Environment Deadly love song could be the answer to our cane toad woes

Deadly love song could be the answer to our cane toad woes

It’s the beat that could help beat the spread of cane toads.

James Cook University (JCU) researchers say they’ve found the perfect toad tune that could help sound the death knell for the pests.

JCU’s Ben Muller placed cane toad ‘audio traps’ with differing characteristics at various sites in the Townsville region.

The team was particularly interested in attracting reproductive female toads carrying eggs.

“A female cane toad can lay upwards of 20,000 eggs per clutch so removing a single female with eggs from the population is more effective for control than removing a single male,” said Mr Muller.

The lower and louder the frequency and the higher the pulse, the better. The scientists found that around nine in ten of the females trapped using a loud, low frequency tone with a high pulse rate were reproductive.

“We think that low frequency calls indicate to female toads that they are hearing a large-bodied male and the high pulse rate means the male making the call has high energy reserves,” said Mr Muller.

“These things combine to make them believe they have found a good breeding partner.”

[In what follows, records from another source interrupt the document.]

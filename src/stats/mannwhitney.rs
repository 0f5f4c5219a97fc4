//! One-sided Mann-Whitney U test
//!
//! Tests whether the values of sample `x` are stochastically greater than
//! the values of sample `y`.
//!
//! The p-value is calculated from the exact distribution of U when
//! one of the samples has at most [`EXACT_MAX_SIZE`] values and there
//! are no ties. Otherwise the normal approximation with tie and continuity
//! correction is used.
//!
//! # Examples
//!
//! ```
//! use drugsets::stats::mannwhitney::greater;
//!
//! let x = [3.0, 2.0];
//! let y = [0.3];
//!
//! let result = greater(&x, &y).unwrap();
//! assert_eq!(result.statistic(), 2.0);
//! assert!((result.pvalue() - 1.0 / 3.0).abs() < 1e-12);
//! ```
use statrs::distribution::{ContinuousCDF, Normal};
use tracing::trace;

use crate::f64_from_usize;
use crate::stats::rank;
use crate::{DrugsetError, DrugsetResult};

/// Largest sample size for which the exact distribution is used
pub const EXACT_MAX_SIZE: usize = 8;

/// Method used to calculate the p-value
#[derive(Debug, Clone, Copy, PartialEq, Eq)]
pub enum Method {
    Exact,
    Asymptotic,
}

/// The result of a Mann-Whitney U test
#[derive(Debug, Clone, Copy, PartialEq)]
pub struct MannWhitney {
    statistic: f64,
    pvalue: f64,
    method: Method,
}

impl MannWhitney {
    /// The U statistic of sample `x`
    pub fn statistic(&self) -> f64 {
        self.statistic
    }

    /// The one-sided p-value
    pub fn pvalue(&self) -> f64 {
        self.pvalue
    }

    /// How the p-value was calculated
    pub fn method(&self) -> Method {
        self.method
    }
}

/// Tests if the values in `x` are stochastically greater than the values in `y`
///
/// # Errors
///
/// [`DrugsetError::InvalidInput`] if one of the samples is empty or contains `NaN`
pub fn greater(x: &[f64], y: &[f64]) -> DrugsetResult<MannWhitney> {
    if x.is_empty() || y.is_empty() {
        return Err(DrugsetError::InvalidInput(
            "Mann-Whitney U test requires two non-empty samples".to_string(),
        ));
    }
    if x.iter().chain(y.iter()).any(|v| v.is_nan()) {
        return Err(DrugsetError::InvalidInput(
            "Mann-Whitney U test is undefined for NaN values".to_string(),
        ));
    }

    let n1 = x.len();
    let n2 = y.len();
    let combined: Vec<f64> = x.iter().chain(y.iter()).copied().collect();
    let (ranks, ties) = rank(&combined);

    let rank_sum: f64 = ranks[..n1].iter().sum();
    let n1f = f64_from_usize(n1);
    let statistic = rank_sum - n1f * (n1f + 1.0) / 2.0;

    let method = if n1.min(n2) <= EXACT_MAX_SIZE && ties.is_empty() {
        Method::Exact
    } else {
        Method::Asymptotic
    };

    let pvalue = match method {
        Method::Exact => exact_sf(statistic, n1, n2),
        Method::Asymptotic => asymptotic_sf(statistic, n1, n2, &ties),
    };
    trace!("n1: {n1}, n2: {n2}, U: {statistic}, p: {pvalue} ({method:?})");

    Ok(MannWhitney {
        statistic,
        pvalue: pvalue.clamp(0.0, 1.0),
        method,
    })
}

/// Returns the number of arrangements of the two samples for every value of U
///
/// The counts are the coefficients of the Gaussian binomial coefficient
///
/// ```text
/// [n1 + n2 choose m]_q = prod_{i=1..m} (1 - q^(n + i)) / (1 - q^i)
/// ```
///
/// with `m = min(n1, n2)` and `n = max(n1, n2)`. The distribution of U
/// is the same for both samples.
fn exact_counts(n1: usize, n2: usize) -> Vec<i128> {
    let m = n1.min(n2);
    let n = n1.max(n2);
    let mut poly: Vec<i128> = vec![1];
    for i in 1..=m {
        // multiply by (1 - q^(n + i))
        let shift = n + i;
        let mut next = vec![0i128; poly.len() + shift];
        for (k, coef) in poly.iter().enumerate() {
            next[k] += coef;
            next[k + shift] -= coef;
        }
        // divide by (1 - q^i)
        for k in i..next.len() {
            next[k] += next[k - i];
        }
        next.truncate(i * n + 1);
        poly = next;
    }
    poly
}

/// Probability of a U statistic of at least `statistic`
fn exact_sf(statistic: f64, n1: usize, n2: usize) -> f64 {
    let counts = exact_counts(n1, n2);
    // without ties, U is always a whole number
    #[allow(clippy::cast_possible_truncation, clippy::cast_sign_loss)]
    let k = statistic.round() as usize;
    let total: i128 = counts.iter().sum();
    let upper: i128 = counts.iter().skip(k).sum();
    #[allow(clippy::cast_precision_loss)]
    let pvalue = upper as f64 / total as f64;
    pvalue
}

/// Normal approximation of the upper tail of U
fn asymptotic_sf(statistic: f64, n1: usize, n2: usize, ties: &[usize]) -> f64 {
    let n1 = f64_from_usize(n1);
    let n2 = f64_from_usize(n2);
    let n = n1 + n2;

    let mu = n1 * n2 / 2.0;
    let tie_term: f64 = ties
        .iter()
        .map(|t| {
            let t = f64_from_usize(*t);
            t * t * t - t
        })
        .sum();
    let variance = n1 * n2 / 12.0 * ((n + 1.0) - tie_term / (n * (n - 1.0)));
    if variance <= 0.0 {
        // all values are identical
        return 1.0;
    }

    // continuity correction
    let z = (statistic - mu - 0.5) / variance.sqrt();
    let normal = Normal::new(0.0, 1.0).expect("standard normal distribution is valid");
    normal.sf(z)
}
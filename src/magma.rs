//! Competitive gene set analysis of drug gene sets with MAGMA
//!
//! MAGMA is an external program and must be available on the `PATH`
//! (or passed explicitly via [`Config::magma`]).
use std::fs;
use std::path::{Path, PathBuf};

use tracing::debug;

use crate::config::Config;
use crate::process::{Output, Task};
use crate::{DrugsetError, DrugsetResult};

/// Marker of warnings in the MAGMA log
pub const WARNING_MARKER: &str = "WARNING:";

/// Name of the gene set MAGMA conditions on
pub const CONDITION_SET: &str = "druggable";

/// Builds the MAGMA command line for the gene set analysis
///
/// ```text
/// magma --gene-results <genes.raw> --set-annot <gene sets> --settings gene-info \
///     [--model condition=druggable] --out <output>
/// ```
pub fn gene_set_task(config: &Config, geneset_file: &Path) -> Task {
    let mut task = Task::new(config.magma.as_os_str())
        .arg("--gene-results")
        .path(config.annot_file())
        .arg("--set-annot")
        .path(geneset_file)
        .arg("--settings")
        .arg("gene-info");
    if config.conditional {
        task = task
            .arg("--model")
            .arg(format!("condition={CONDITION_SET}"));
    }
    task.arg("--out").path(config.output_prefix())
}

/// Runs the MAGMA gene set analysis on `geneset_file`
///
/// # Errors
///
/// [`DrugsetError::ExternalProcess`] if MAGMA fails
pub fn run(config: &Config, geneset_file: &Path) -> DrugsetResult<()> {
    let output = if config.showlog {
        Output::Show
    } else {
        Output::Progress
    };
    if let Some(parent) = config.output_prefix().parent() {
        fs::create_dir_all(parent)?;
    }
    gene_set_task(config, geneset_file).run(output)
}

/// Counts the warnings in a MAGMA log
///
/// # Examples
///
/// ```
/// use drugsets::magma::count_warnings;
///
/// let log = "Reading file...\nWARNING: 3 genes skipped\nDone\nWARNING: low sample size\n";
/// assert_eq!(count_warnings(log), 2);
/// ```
pub fn count_warnings(log: &str) -> usize {
    log.matches(WARNING_MARKER).count()
}

/// Reads the MAGMA log file and counts the warnings
///
/// # Errors
///
/// [`DrugsetError::CannotOpenFile`] if the log can't be read
pub fn count_log_warnings<P: AsRef<Path>>(log_file: P) -> DrugsetResult<usize> {
    let log_file = log_file.as_ref();
    let bytes = fs::read(log_file)
        .map_err(|_| DrugsetError::CannotOpenFile(log_file.display().to_string()))?;
    let count = count_warnings(&String::from_utf8_lossy(&bytes));
    debug!("{count} warnings in {}", log_file.display());
    Ok(count)
}

/// The files MAGMA writes for a gene set analysis
#[derive(Debug, Clone, PartialEq, Eq)]
pub struct MagmaOutput {
    /// Log of the run
    pub log: PathBuf,
    /// Results of all gene sets
    pub gsa: PathBuf,
    /// Genes of the significant gene sets
    pub set_genes: PathBuf,
}

impl MagmaOutput {
    /// The output files for the current configuration
    pub fn new(config: &Config) -> Self {
        Self {
            log: config.output_file(".log"),
            gsa: config.output_file(".gsa.out"),
            set_genes: config.output_file(".gsa.set.genes.out"),
        }
    }
}
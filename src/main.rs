use std::path::PathBuf;

use anyhow::{Context, Result};
use clap::{Parser, ValueEnum};
use tracing_subscriber::EnvFilter;

use drugsets::config::EnrichMethod;
use drugsets::{Analysis, Config, DrugSets, EnrichGroup, GeneNaming, Layout};

#[derive(Debug, Clone, Copy, ValueEnum)]
enum DrugSetsArg {
    Solo,
    Atc,
    Moa,
    Ind,
}

#[derive(Debug, Clone, Copy, ValueEnum)]
enum YesNo {
    Yes,
    No,
}

impl From<YesNo> for bool {
    fn from(value: YesNo) -> Self {
        matches!(value, YesNo::Yes)
    }
}

#[derive(Debug, Clone, Copy, ValueEnum)]
enum NamingArg {
    Entrez,
    Ensembl,
    Ensembl92,
}

#[derive(Debug, Clone, Copy, ValueEnum)]
enum EnrichArg {
    Atc,
    Moa,
    Ind,
    All,
}

#[derive(Debug, Clone, Copy, ValueEnum)]
enum MethodArg {
    Rank,
    Regression,
}

#[derive(Debug, Parser)]
#[command(
    name = "drugsets",
    version,
    about = "Drug gene set analysis in MAGMA and enrichment of drug categories"
)]
struct Cli {
    /// Filename of gene associations from MAGMA (.genes.raw), relative to <DATA_DIR>/MAGMA_ANNOT
    #[arg(short = 'g', long)]
    geneassoc: PathBuf,

    /// Type of drug gene set to use (individual drugs, ATC code, mechanism of action, clinical indication)
    #[arg(short = 'd', long, value_enum)]
    drugsets: DrugSetsArg,

    /// Name of the output, relative to <OUT_DIR>
    #[arg(short = 'o', long)]
    out: String,

    /// Condition the competitive gene set analysis on the gene set of all druggable genes
    #[arg(short = 'c', long, value_enum, default_value_t = YesNo::Yes)]
    conditional: YesNo,

    /// Minimum drug gene set size (at least 2)
    #[arg(short = 's', long, default_value_t = drugsets::DEFAULT_SET_SIZE)]
    setsize: usize,

    /// Gene naming convention of the .genes.raw file. Use "ensembl92" if MAGMA was run through FUMA
    #[arg(short = 'i', long = "id", value_enum, default_value_t = NamingArg::Entrez)]
    naming: NamingArg,

    /// Test drug categories for enrichment (requires --drugsets solo)
    #[arg(short = 'e', long, value_enum)]
    enrich: Option<EnrichArg>,

    /// Minimum number of drugs in a category to be tested for enrichment
    #[arg(short = 'n', long, default_value_t = drugsets::DEFAULT_NSIZE)]
    nsize: usize,

    /// Print the MAGMA output to the terminal
    #[arg(short = 'l', long, value_enum, default_value_t = YesNo::No)]
    showlog: YesNo,

    /// Enrichment method
    #[arg(long, value_enum, default_value_t = MethodArg::Rank)]
    method: MethodArg,

    /// Folder with the reference data (GENESETS, MAGMA_ANNOT, drug metadata)
    #[arg(long, default_value = "DATA")]
    data_dir: PathBuf,

    /// Folder for all results
    #[arg(long, default_value = "OUTPUT")]
    out_dir: PathBuf,

    /// Folder containing compute_corrs.R and compute_lnreg.R
    #[arg(long, default_value = ".")]
    scripts_dir: PathBuf,

    /// MAGMA executable
    #[arg(long, default_value = "magma")]
    magma: PathBuf,

    /// Rscript executable
    #[arg(long, default_value = "Rscript")]
    rscript: PathBuf,
}

/// The name of a choice as it is written on the command line
fn choice<T: ValueEnum>(value: &T) -> String {
    value
        .to_possible_value()
        .map_or_else(String::new, |v| v.get_name().to_string())
}

impl Cli {
    /// One `name = value` pair per option, in the order of `--help`
    fn arguments(&self) -> Vec<(&'static str, String)> {
        vec![
            ("geneassoc", self.geneassoc.display().to_string()),
            ("drugsets", choice(&self.drugsets)),
            ("out", self.out.clone()),
            ("conditional", choice(&self.conditional)),
            ("setsize", self.setsize.to_string()),
            ("id", choice(&self.naming)),
            (
                "enrich",
                self.enrich.as_ref().map_or_else(|| "None".to_string(), choice),
            ),
            ("nsize", self.nsize.to_string()),
            ("showlog", choice(&self.showlog)),
            ("method", choice(&self.method)),
            ("data_dir", self.data_dir.display().to_string()),
            ("out_dir", self.out_dir.display().to_string()),
            ("scripts_dir", self.scripts_dir.display().to_string()),
            ("magma", self.magma.display().to_string()),
            ("rscript", self.rscript.display().to_string()),
        ]
    }

    fn into_config(self) -> Config {
        let drugsets = match self.drugsets {
            DrugSetsArg::Solo => DrugSets::Solo,
            DrugSetsArg::Atc => DrugSets::Atc,
            DrugSetsArg::Moa => DrugSets::Moa,
            DrugSetsArg::Ind => DrugSets::Ind,
        };
        let mut config = Config::new(self.geneassoc, drugsets, &self.out);
        config.conditional = self.conditional.into();
        config.setsize = self.setsize;
        config.naming = match self.naming {
            NamingArg::Entrez => GeneNaming::Entrez,
            NamingArg::Ensembl => GeneNaming::Ensembl,
            NamingArg::Ensembl92 => GeneNaming::Ensembl92,
        };
        config.enrich = self.enrich.map(|enrich| match enrich {
            EnrichArg::Atc => EnrichGroup::Atc,
            EnrichArg::Moa => EnrichGroup::Moa,
            EnrichArg::Ind => EnrichGroup::Ind,
            EnrichArg::All => EnrichGroup::All,
        });
        config.method = match self.method {
            MethodArg::Rank => EnrichMethod::Rank,
            MethodArg::Regression => EnrichMethod::Regression,
        };
        config.nsize = self.nsize;
        config.showlog = self.showlog.into();
        config.magma = self.magma;
        config.rscript = self.rscript;
        config.layout = Layout::new(self.data_dir, self.out_dir, self.scripts_dir);
        config
    }
}

fn main() -> Result<()> {
    tracing_subscriber::fmt()
        .with_env_filter(
            EnvFilter::try_from_default_env().unwrap_or_else(|_| EnvFilter::new("info")),
        )
        .with_writer(std::io::stderr)
        .init();

    let cli = Cli::parse();

    println!("\n| ----- Welcome to DRUGSETS v{} ----- |\n", env!("CARGO_PKG_VERSION"));
    println!("Reading input...\n");
    println!("Input arguments used:\n");
    for (name, value) in cli.arguments() {
        println!("\t {name} = {value}");
    }

    let config = cli.into_config();
    let analysis = Analysis::new(config).context("invalid input")?;
    let report = analysis.run().context("drug gene set analysis failed")?;

    tracing::info!(
        warnings = report.warnings,
        enrichment_files = report.enrichment_files.len(),
        "analysis finished"
    );
    Ok(())
}
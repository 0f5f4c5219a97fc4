//! Module to parse the results of a MAGMA gene set analysis
//!
//! ```text
//! # MEAN_SAMPLE_SIZE = 484598
//! # TOTAL_GENES = 18383
//! # TEST_DIRECTION = one-sided, positive (set), two-sided (covar)
//! # CONDITIONED_INTERNAL = druggable
//! VARIABLE        TYPE  NGENES        BETA    BETA_STD          SE           P
//! metformin       SET        4     0.21033    0.006198     0.23519     0.18556
//! aspirin         SET       13    -0.14128   -0.007571     0.16264     0.80749
//! ```
//!
//! When MAGMA has to shorten long set names, it adds a `FULL_NAME` column
//! that is used as identifier instead of `VARIABLE`.
use std::fs::File;
use std::io::{BufRead, BufReader};
use std::path::Path;

use tracing::debug;

use crate::{DrugsetError, DrugsetResult};

/// The association of a single gene set (drug) with the phenotype
#[derive(Debug, Clone, PartialEq)]
pub struct AssociationResult {
    id: String,
    pvalue: f64,
}

impl AssociationResult {
    /// Constructs a new `AssociationResult`
    pub fn new(id: &str, pvalue: f64) -> Self {
        Self {
            id: id.to_string(),
            pvalue,
        }
    }

    /// The name of the gene set, i.e. the drug name
    pub fn id(&self) -> &str {
        &self.id
    }

    /// The p-value of the association
    pub fn pvalue(&self) -> f64 {
        self.pvalue
    }
}

/// Column positions of the identifier and p-value
struct Header {
    id: usize,
    pvalue: usize,
    width: usize,
}

impl Header {
    fn parse(line: &str) -> Option<Self> {
        let cols: Vec<&str> = line.split_whitespace().collect();
        let pvalue = cols.iter().position(|col| *col == "P")?;
        let id = cols
            .iter()
            .position(|col| *col == "FULL_NAME")
            .or_else(|| cols.iter().position(|col| *col == "VARIABLE"))?;
        Some(Self {
            id,
            pvalue,
            width: cols.len(),
        })
    }
}

fn parse_error(file: &str, line: usize, reason: &str) -> DrugsetError {
    DrugsetError::ParseError {
        file: file.to_string(),
        line,
        reason: reason.to_string(),
    }
}

/// Parses a single data line
///
/// The p-value must be within `(0, 1]`, since its logarithm is used
/// as score in the enrichment analysis.
fn parse_line(line: &str, header: &Header) -> Result<AssociationResult, String> {
    let cols: Vec<&str> = line.split_whitespace().collect();
    if cols.len() < header.width {
        return Err(format!(
            "expected {} columns, found {}",
            header.width,
            cols.len()
        ));
    }
    let pvalue = cols[header.pvalue]
        .parse::<f64>()
        .map_err(|_| format!("invalid p-value \"{}\"", cols[header.pvalue]))?;
    if !(pvalue > 0.0 && pvalue <= 1.0) {
        return Err(format!("p-value {pvalue} is not within (0, 1]"));
    }
    Ok(AssociationResult::new(cols[header.id], pvalue))
}

/// Parses the results of a MAGMA gene set analysis from any reader
///
/// Lines starting with `#` and empty lines are ignored. The first
/// remaining line is the header.
///
/// # Errors
///
/// - [`DrugsetError::ParseError`]: The header lacks the `VARIABLE` or `P`
///   column, a line has too few columns or a p-value is not within `(0, 1]`
/// - [`DrugsetError::Io`]: The data can't be read
pub fn parse<R: BufRead>(reader: R, source: &str) -> DrugsetResult<Vec<AssociationResult>> {
    let mut header: Option<Header> = None;
    let mut results = Vec::new();

    for (idx, line) in reader.lines().enumerate() {
        let line = line?;
        let trimmed = line.trim();
        if trimmed.is_empty() || trimmed.starts_with('#') {
            continue;
        }
        match &header {
            None => {
                header = Some(Header::parse(trimmed).ok_or_else(|| {
                    parse_error(source, idx + 1, "header must contain VARIABLE and P columns")
                })?);
            }
            Some(header) => {
                let result = parse_line(trimmed, header)
                    .map_err(|reason| parse_error(source, idx + 1, &reason))?;
                results.push(result);
            }
        }
    }

    if header.is_none() {
        return Err(parse_error(source, 0, "no header line found"));
    }
    debug!("Parsed {} gene set results from {}", results.len(), source);
    Ok(results)
}

/// Parses a MAGMA `.gsa.out` file
///
/// # Errors
///
/// - [`DrugsetError::CannotOpenFile`]: Source file not present or can't be opened
/// - see [`parse`] for all other errors
pub fn parse_file<P: AsRef<Path>>(file: P) -> DrugsetResult<Vec<AssociationResult>> {
    let filename = file.as_ref().display().to_string();
    let file = File::open(file).map_err(|_| DrugsetError::CannotOpenFile(filename.clone()))?;
    parse(BufReader::new(file), &filename)
}
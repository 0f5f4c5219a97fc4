//! Receiver operating characteristic of a binary label and a continuous score
//!
//! The score is used as threshold, from the highest to the lowest value.
//! Each distinct score value adds one point to the curve.
use crate::f64_from_usize;

/// A point of the ROC curve
#[derive(Debug, Clone, Copy, PartialEq)]
pub struct RocPoint {
    /// False positive rate
    pub fpr: f64,
    /// True positive rate
    pub tpr: f64,
    /// Score threshold, all values `>= threshold` are called positive
    pub threshold: f64,
}

/// Calculates the ROC curve
///
/// The curve starts at `(0, 0)` with an infinite threshold and ends at `(1, 1)`.
///
/// Returns `None` if `labels` does not contain both positive and negative values,
/// or if the lengths of `labels` and `scores` differ.
pub fn roc_curve(labels: &[bool], scores: &[f64]) -> Option<Vec<RocPoint>> {
    if labels.len() != scores.len() {
        return None;
    }
    let positives = labels.iter().filter(|l| **l).count();
    let negatives = labels.len() - positives;
    if positives == 0 || negatives == 0 {
        return None;
    }

    let mut order: Vec<usize> = (0..scores.len()).collect();
    order.sort_by(|a, b| scores[*b].total_cmp(&scores[*a]));

    let mut curve = Vec::with_capacity(order.len() + 1);
    curve.push(RocPoint {
        fpr: 0.0,
        tpr: 0.0,
        threshold: f64::INFINITY,
    });

    let mut tp = 0usize;
    let mut fp = 0usize;
    for (pos, idx) in order.iter().enumerate() {
        if labels[*idx] {
            tp += 1;
        } else {
            fp += 1;
        }
        // only add a point after the last value of a group of ties
        let last_of_group = order
            .get(pos + 1)
            .map_or(true, |next| scores[*next] != scores[*idx]);
        if last_of_group {
            curve.push(RocPoint {
                fpr: f64_from_usize(fp) / f64_from_usize(negatives),
                tpr: f64_from_usize(tp) / f64_from_usize(positives),
                threshold: scores[*idx],
            });
        }
    }
    Some(curve)
}

/// Calculates the area under the ROC curve using the trapezoidal rule
///
/// Returns `None` if the area is undefined, see [`roc_curve`].
///
/// # Examples
///
/// ```
/// use drugsets::stats::roc::auc;
///
/// let labels = [true, false, true, false];
/// let scores = [0.9, 0.8, 0.7, 0.1];
///
/// assert_eq!(auc(&labels, &scores), Some(0.75));
/// assert_eq!(auc(&[true, true], &[0.1, 0.2]), None);
/// ```
pub fn auc(labels: &[bool], scores: &[f64]) -> Option<f64> {
    let curve = roc_curve(labels, scores)?;
    let area: f64 = curve
        .windows(2)
        .map(|w| (w[1].fpr - w[0].fpr) * (w[1].tpr + w[0].tpr) / 2.0)
        .sum();
    Some(area)
}
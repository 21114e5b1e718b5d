//! CLI command implementations.
//!
//! Each command reports its own errors on stderr and returns the process
//! exit code on failure.

use std::fs;
use std::io;
use std::path::{Path, PathBuf};

use tracing::info;
use xvm_common::Program;
use xvm_vm::{Limits, StopReason, VM};

use crate::io::{LineInput, Printer, SharedReader, SharedWriter};
use crate::shell::Shell;
use crate::source::{is_assembly, read_program};

/// Input, load or assembly failure.
pub const EXIT_INPUT: i32 = 1;
/// An instruction failed at runtime.
pub const EXIT_RUNTIME: i32 = 3;
/// The step limit ran out before the program finished.
pub const EXIT_STEP_LIMIT: i32 = 4;

fn load(path: &Path) -> Result<Program, i32> {
    read_program(path).map_err(|e| {
        eprintln!("error: {e}");
        EXIT_INPUT
    })
}

/// Run a program to completion on stdin/stdout.
///
/// Breakpoints are logged and resumed.
pub fn run(path: &Path, limits: Limits, step_limit: Option<usize>) -> Result<(), i32> {
    let program = load(path)?;

    let input = SharedReader::new(io::stdin().lock());
    let output = SharedWriter::new(io::stdout());
    let mut vm = VM::with_limits(LineInput::new(input), Printer::new(output), limits);
    vm.load(program).map_err(|e| {
        eprintln!("error: {e}");
        EXIT_INPUT
    })?;

    let mut executed = 0;
    loop {
        let budget = step_limit.map(|limit| limit.saturating_sub(executed));
        let report = vm.run_for(budget).map_err(|e| {
            eprintln!("runtime error: {e}");
            eprintln!("  at pc {} in {}", vm.pc(), vm.function());
            EXIT_RUNTIME
        })?;
        executed += report.executed;

        match report.stop {
            StopReason::Completed => return Ok(()),
            StopReason::Breakpoint => {
                info!(pc = vm.pc(), function = vm.function(), "breakpoint, resuming");
                vm.clear_breakpoint();
            }
            StopReason::Paused => {
                eprintln!(
                    "error: step limit of {executed} reached at pc {} in {}",
                    vm.pc(),
                    vm.function()
                );
                return Err(EXIT_STEP_LIMIT);
            }
        }
    }
}

/// Start the interactive debugger, optionally with a program loaded.
pub fn debug(path: Option<&Path>, limits: Limits) -> Result<(), i32> {
    let input = SharedReader::new(io::stdin().lock());
    let output = SharedWriter::new(io::stdout());
    let mut shell = Shell::new(input, output, limits);

    let session = match path {
        Some(path) => shell
            .load(&path.display().to_string())
            .and_then(|()| shell.run()),
        None => shell.run(),
    };
    session.map_err(|e| {
        eprintln!("error: {e}");
        EXIT_INPUT
    })
}

/// Assemble a .xasm text file to a JSON function table.
pub fn assemble(input: &Path, output: Option<&Path>) -> Result<(), i32> {
    if !is_assembly(input) {
        eprintln!("error: expected a .xasm file, got '{}'", input.display());
        return Err(EXIT_INPUT);
    }
    let output: PathBuf = output.map_or_else(|| input.with_extension("json"), Path::to_path_buf);

    let program = load(input)?;
    let json = program.to_json().map_err(|e| {
        eprintln!("error: {e}");
        EXIT_INPUT
    })?;

    fs::write(&output, json + "\n").map_err(|e| {
        eprintln!("error: cannot write '{}': {e}", output.display());
        EXIT_INPUT
    })?;

    eprintln!(
        "assembled {} instructions in {} functions -> {}",
        program.len(),
        program.functions.len(),
        output.display()
    );
    Ok(())
}

/// Print the canonical assembly text of a program.
pub fn disassemble(input: &Path) -> Result<(), i32> {
    let program = load(input)?;
    print!("{}", xvm_assembler::disassemble(&program));
    Ok(())
}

Mr Muller said the finding may help suppress toad numbers, but it was not a silver bullet.

“Large-scale eradication of cane toads from mainland Australia using traps is probably not possible,” he said.

“However, eradication of island populations could be achievable if the trapping regime was correctly designed and implemented.”.

The research will be used by Animal Control Technologies Australia to help create a commercial trap.